In discussione nella prima puntata dell'11esima serie non solo la grammatica italiana ma anche il 'miracolo della nascita' contro aborto e peccatrice
La rivoluzione culturale per la parità di genere non può partire da una serie tv come Don Matteo. Una fiction che giunta alla 11esima edizione ancora perpetua stessi personaggi, trame, stereotipi chiudendo sempre con un sermone da parte del prete investigatore. E' già un grande segno di cambiamento dei tempi il fatto che per la prima volta a guidare il comando dei carabinieri, che fa da contraltare alla canonica, sia una donna. Se gli autori si fossero limitati a chiamarla capitano nessuno si sarebbe meravigliato considerato che è cosi nelle caserme d'Italia e che don Matteo rappresenta il contesto più arcaico e patriarcale che si possa portare in TV: uno sceneggiato fondato sull'evangelismo di un prete e i rigidi protocolli militari, seppur banalizzati, dei Carabinieri. Ce li si può quasi immaginare gli autori e sceneggiatori della serie, una decina, mentre si sono trovati a discutere, previo parere dell'Arma con cui collaborano: capitana o capitano? Il problema è che si è scelta la formula peggiore spingendosi alla negazione della costruzione sintattica della grammatica italiana che prevede la coniugazione corretta in capitana così come per operaia, infermiera, ministra, fornaia, avvocata, ingegnera, appuntata. Se un corpo militare, per definizione ultimo avamposto del conservatorismo, specie a fronte di un governo composto sulla carta solo da ministri benché non manchino le rappresentanze femminili, non può certo prendere l'iniziativa di cambiare le regole dal basso, papà Rai, quello che continua a perpetuare il patriarcato attraverso lo schermo, e che dovrebbe avere, se non un modello progressista, almeno una funzione normalizzatrice rispetto all'evoluzione della società, ha sbagliato nel mandare in onda e nel far credere agli italiani che la parola 'capitana' "non esiste". E' giusto dunque chiedere, anzi pretendere un correttivo, anche perché si tratta di tv pubblica, di cui paghiamo il canone. Ma senza farci troppe illusioni.

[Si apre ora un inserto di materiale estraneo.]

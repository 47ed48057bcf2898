//! Resilient publish queue
//!
//! Long-lived broker connection management plus the producer/consumer
//! operations built on top of it: durable publish with indefinite retry,
//! best-effort fanout notification, and a re-subscribing consumer.

pub mod client;
pub mod connection;
pub mod message;

pub use client::SkinQueue;
pub use connection::{ConnectionState, QueueError, QueueTuning};
pub use message::{
    QueuedSkin, CONTENT_TYPE_JSON, CONTENT_TYPE_JSON_GZ, FANOUT_EXCHANGE, WORK_QUEUE,
};
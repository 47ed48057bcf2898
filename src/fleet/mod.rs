//! Fleet orchestration
//!
//! Discovers server endpoints, deduplicates concurrent sessions per
//! endpoint, applies failure cooldowns, and spawns one session task per
//! endpoint under a sweep-wide identity.

pub mod orchestrator;
pub mod registry;
pub mod resolver;

pub use orchestrator::{FleetOrchestrator, SweepConfig};
pub use registry::{ClaimOutcome, FleetRegistry, SessionInfo};
pub use resolver::{split_server_address, DnsResolver, Resolve, ResolveError};

use std::fmt;
use std::net::IpAddr;

/// One concrete network address+port for a server instance
#[derive(Debug, Clone, Copy, PartialEq, Eq, Hash)]
pub struct Endpoint {
    pub ip: IpAddr,
    pub port: u16,
}

impl Endpoint {
    pub fn new(ip: IpAddr, port: u16) -> Self {
        Self { ip, port }
    }

    /// Registry identity key
    pub fn key(&self) -> String {
        format!("{}:{}", self.ip, self.port)
    }
}

impl fmt::Display for Endpoint {
    fn fmt(&self, f: &mut fmt::Formatter<'_>) -> fmt::Result {
        write!(f, "{}:{}", self.ip, self.port)
    }
}
//! Session lifecycle seam
//!
//! A session is one protocol connection/identity pairing against one
//! endpoint. The wire protocol for joining a server and extracting skin
//! payloads lives outside this crate; the orchestrator only needs something
//! that runs a session to completion and reports how it ended. The glue in
//! this module turns decoded skin observations into queued messages on the
//! durable publish path.

pub mod relay;

pub use relay::{RelayConfig, RelayDriver};

use crate::fleet::Endpoint;
use crate::identity::Identity;
use crate::queue::{QueueError, QueuedSkin, SkinQueue};
use crate::skin::{clean_player_name, Skin};
use async_trait::async_trait;
use std::time::Duration;
use tracing::info;

/// Everything a driver needs to run one session
#[derive(Debug, Clone)]
pub struct SessionContext {
    pub identity: Identity,
    pub endpoint: Endpoint,
    /// Human-readable origin, `"<server name> <ip>"`
    pub server_label: String,
}

/// How a session ended
#[derive(Debug, Clone, PartialEq, Eq)]
pub enum SessionOutcome {
    /// Clean disconnect; the endpoint is immediately eligible again
    Finished,
    /// Connection or stream failure; optionally exclude the endpoint
    Failed { cooldown: Option<Duration> },
}

/// Runs one session against one endpoint, start to finish
#[async_trait]
pub trait SessionDriver: Send + Sync + 'static {
    async fn run(&self, ctx: SessionContext) -> SessionOutcome;
}

/// Durable publish seam for session drivers.
///
/// Production drivers hand observations to a [`SkinQueue`]; tests record
/// them instead.
#[async_trait]
pub trait ObservationSink: Send + Sync {
    async fn publish_skin(&self, skin: &QueuedSkin) -> Result<(), QueueError>;
}

#[async_trait]
impl ObservationSink for SkinQueue {
    async fn publish_skin(&self, skin: &QueuedSkin) -> Result<(), QueueError> {
        SkinQueue::publish_skin(self, skin).await
    }
}

/// One skin observation as decoded by the protocol layer
#[derive(Debug, Clone)]
pub struct SkinObservation {
    pub username: String,
    pub xuid: String,
    pub skin: Skin,
}

/// Forward one observation to the work queue.
///
/// Cleans the display name, projects the skin, stamps the current unix time,
/// and publishes durably; blocks across broker outages like any producer.
pub async fn publish_observation<S: ObservationSink>(
    sink: &S,
    observation: SkinObservation,
    server_label: &str,
) -> Result<(), QueueError> {
    let username = clean_player_name(&observation.username);
    info!(%username, server = %server_label, "queueing skin observation");
    let queued = QueuedSkin::now(
        username,
        observation.xuid,
        observation.skin.to_json(),
        server_label.to_string(),
    );
    sink.publish_skin(&queued).await
}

Nella stessa puntata, infatti, intitolata 'L'errore più bello', viene 'adulterato' il tema dell'aborto: si scopre che un medico, per un fatto al limite del miracolistico, ha “asportato qualcosa” (non meglio identificato) dal corpo di una donna che voleva abortire, ma l'embrione è rimasto intatto, costringendo la malcapitata a portare a termine suo malgrado la gravidanza. Ora è Don Matteo ad occuparsi della neonata data in adozione, ormai adolescente, e siamo certe che prima della fine della serie, con qualche citazione del Vangelo e magari del libro 'Cuore', il prete le farà riabbracciare. Nessun rispetto, dunque, nessuna comprensione per questa 'madre forzata', nella fiction così come avviene spesso nella vita reale a causa dei tanti obiettori che non garantiscono l'applicazione della legge 194. Il padre, naturalmente, non viene messo in discussione: è lei che deve espiare dopo una scappatella. Inevitabilmente, come con ladri e assassini, Don Matteo saprà riportare anche questa donna su quella che la chiesa ritiene essere la giusta strada. La legge 194 sulla Tutela sociale della maternità e sull'interruzione volontaria della gravidanza risale al 1978, le Raccomandazioni (governative) per un uso non sessista della lingua italiana di Alma Sabatini (promosse anche dall'Accademia della Crusca) risalgono al 1987 ma, evidentemente, 40 e 30 anni non sono sufficienti in Italia per disarmare due potenti strumenti di controllo del potere patriarcale che incidono sul corpo e sulle menti delle donne e della società intera. Quanto dovremo attendere per non essere colpevolizzate e per poter anche noi salire su una cattedra e, come ricorda la bella vignetta di 'Anarkikka' diffusa sui social, gridare 'Oh capitana, mia capitana'?